Leur voix a été entendue et le Premier ministre Emil Boc a donné sa démission. Mis en place depuis 2008, son gouvernement a imposé une politique d'austérité qui s'est révélée insupportable pour la majorité de la population. Les fonctionnaires ont vu baisser leurs salaires de 25 % et la TVA a augmenté de 19 à 24 %, ce qui a freiné la consommation. Ces mesures drastiques sont le prix que la Roumanie a dû payer pour un emprunt de plus de 20 milliards d'euros obtenu en mars 2009 auprès du Fonds monétaire international (FMI), de la Banque mondiale et de l'Union européenne (UE).
"Au moindre faux pas, nous sortirons de nouveau dans la rue"

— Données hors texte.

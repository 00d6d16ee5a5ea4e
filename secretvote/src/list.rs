use crate::*;
use indexmap::IndexMap;

/// The proposal list view.
///
/// One count query, then two sequential queries per index (metadata, voter
/// count), accumulated into a keyed cache. The cache is read-only after a
/// load and survives drilling into a detail view and back.
#[derive(Default)]
pub struct ProposalList {
    cards: IndexMap<u64, ProposalCard>,
    count: u64,
    loading: bool,
}

impl ProposalList {
    pub fn new() -> Self {
        ProposalList::default()
    }

    /// Load all proposals from the ledger.
    ///
    /// This is a background refresh with no error surface: total failure
    /// degrades to an empty list, and a failure partway leaves the fetched
    /// prefix cached. The token is checked between queries; cancelling stops
    /// the remaining fetches.
    pub fn load<L: LedgerReader>(&mut self, ledger: &L, cancel: &CancelToken) {
        self.loading = true;
        let _ = self.try_load(ledger, cancel);
        self.loading = false;
    }

    fn try_load<L: LedgerReader>(&mut self, ledger: &L, cancel: &CancelToken) -> Result<(), Error> {
        self.cards.clear();
        self.count = ledger.proposal_count()?;

        for index in 0..self.count {
            if cancel.is_cancelled() {
                break;
            }
            let proposal = ledger.proposal(index)?;
            let voters = ledger.voter_count(index)?;
            self.cards.insert(index, ProposalCard { proposal, voters });
        }
        Ok(())
    }

    pub fn is_loading(&self) -> bool {
        self.loading
    }

    /// Total on the ledger, which may exceed the cached cards after a
    /// cancelled or partially failed load.
    pub fn count(&self) -> u64 {
        self.count
    }

    pub fn is_empty(&self) -> bool {
        self.cards.is_empty()
    }

    pub fn iter(&self) -> indexmap::map::Iter<u64, ProposalCard> {
        self.cards.iter()
    }

    /// Cached metadata for one proposal.
    pub fn card(&self, index: u64) -> Option<&ProposalCard> {
        self.cards.get(&index)
    }

    /// Drill down into a detail view over the cached snapshot.
    ///
    /// The cache itself is untouched; returning from the detail view finds
    /// it as it was.
    pub fn select(&self, index: u64) -> Option<ProposalDetail> {
        self.cards
            .get(&index)
            .map(|card| ProposalDetail::new(index, card.proposal.clone()))
    }
}

#[cfg(test)]
mod tests {
    use super::*;

    fn seeded_ledger() -> MemLedger {
        let ledger = MemLedger::new();
        // now = 1000: one future, one active, one finalized
        ledger.set_now(1000);
        ledger.seed(Proposal {
            title: "Future".to_string(),
            options: vec!["A".to_string(), "B".to_string()],
            start_time: 2000,
            end_time: 3000,
            finalized: false,
            pending: false,
        });
        ledger.seed(Proposal {
            title: "Open".to_string(),
            options: vec!["A".to_string(), "B".to_string()],
            start_time: 500,
            end_time: 1500,
            finalized: false,
            pending: false,
        });
        ledger.seed(Proposal {
            title: "Done".to_string(),
            options: vec!["A".to_string(), "B".to_string(), "C".to_string()],
            start_time: 100,
            end_time: 200,
            finalized: true,
            pending: false,
        });
        ledger
    }

    #[test]
    fn loads_all_cards_with_badges() {
        let ledger = seeded_ledger();
        let mut list = ProposalList::new();
        list.load(&ledger, &CancelToken::new());

        assert!(!list.is_loading());
        assert_eq!(list.count(), 3);

        let now = 1000;
        assert_eq!(
            list.card(0).unwrap().proposal.status(now),
            ProposalStatus::Pending
        );
        assert_eq!(
            list.card(1).unwrap().proposal.status(now),
            ProposalStatus::Active
        );
        assert_eq!(
            list.card(2).unwrap().proposal.status(now),
            ProposalStatus::Finalized
        );

        let detail = list.select(1).unwrap();
        assert_eq!(detail.proposal().title, "Open");
        // Selecting does not disturb the cache
        assert_eq!(list.card(1).unwrap().proposal.title, "Open");
        assert!(list.select(7).is_none());
    }

    struct FailingLedger;

    impl LedgerReader for FailingLedger {
        fn proposal_count(&self) -> Result<u64, Error> {
            Err(Error::Ledger("rpc unreachable".to_string()))
        }
        fn proposal(&self, index: u64) -> Result<Proposal, Error> {
            Err(Error::ProposalNotFound(index))
        }
        fn voter_count(&self, index: u64) -> Result<u64, Error> {
            Err(Error::ProposalNotFound(index))
        }
        fn results(&self, index: u64) -> Result<Vec<u64>, Error> {
            Err(Error::ProposalNotFound(index))
        }
    }

    #[test]
    fn total_failure_degrades_to_empty() {
        let mut list = ProposalList::new();
        list.load(&FailingLedger, &CancelToken::new());

        assert!(list.is_empty());
        assert_eq!(list.count(), 0);
        assert!(!list.is_loading());
    }

    /// Delegates reads but cancels the token on the first metadata fetch.
    struct CancelOnFirstFetch<'a> {
        inner: &'a MemLedger,
        token: &'a CancelToken,
    }

    impl LedgerReader for CancelOnFirstFetch<'_> {
        fn proposal_count(&self) -> Result<u64, Error> {
            self.inner.proposal_count()
        }
        fn proposal(&self, index: u64) -> Result<Proposal, Error> {
            self.token.cancel();
            self.inner.proposal(index)
        }
        fn voter_count(&self, index: u64) -> Result<u64, Error> {
            self.inner.voter_count(index)
        }
        fn results(&self, index: u64) -> Result<Vec<u64>, Error> {
            self.inner.results(index)
        }
    }

    #[test]
    fn cancelled_load_keeps_fetched_prefix() {
        let ledger = seeded_ledger();
        let token = CancelToken::new();
        let reader = CancelOnFirstFetch {
            inner: &ledger,
            token: &token,
        };

        let mut list = ProposalList::new();
        list.load(&reader, &token);

        // The in-flight index completed; the rest of the loop was abandoned
        assert_eq!(list.iter().count(), 1);
        assert!(list.card(0).is_some());
        assert!(list.card(1).is_none());
        assert_eq!(list.count(), 3);
    }
}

L'opposition, qui résulte d'une alliance entre les socialistes et les libéraux, entend bien profiter des tensions qui secouent le pays pour exiger des élections anticipées. Lors de la soirée du lundi 6 février, après avoir consulté l'ensemble des partis politiques, le président centriste Traian Basescu a nommé un nouveau Premier ministre. Mihai Razvan-Ungureanu, 43 ans, chef des services de renseignements extérieurs depuis novembre 2007, a accepté de former le nouveau gouvernement. Ex-capitaine de vaisseau, le président roumain aime l'ordre et la discipline, qualités qui ne manquent pas au chef des renseignements. Le président Basescu a choisi un gouvernement dont les ministres appartiennent à son parti démocrate-libéral au pouvoir depuis son deuxième mandat, obtenu en 2008. Son principal objectif sera l'organisation des élections législatives qui auront lieu en novembre.
Cependant, l'opposition exige une solution plus radicale. Composée de socialistes et de libéraux, elle demande l'organisation d'élections anticipées afin de tirer profit du mouvement des Indignés et du mécontentement social de la population. "Nous sommes comme un bateau à la dérive sur une mer déchaînée, a déclaré le chef des socialistes Victor Ponta. Nous voulons des élections anticipées." Les socialistes entendent tirer un profit électoral du mouvement des Indignés, mais la partie n'est pas gagnée d'avance. "Qu'ils ne se fassent pas d'illusion ! a déclaré Stefan Dumbrava. Nous allons rester vigilants, et au moindre faux pas nous sortirons de nouveau dans la rue. C'est fini le temps où l'on décide de notre sort tous les quatre ans au moment des élections. À partir de maintenant, ce sera tous les jours."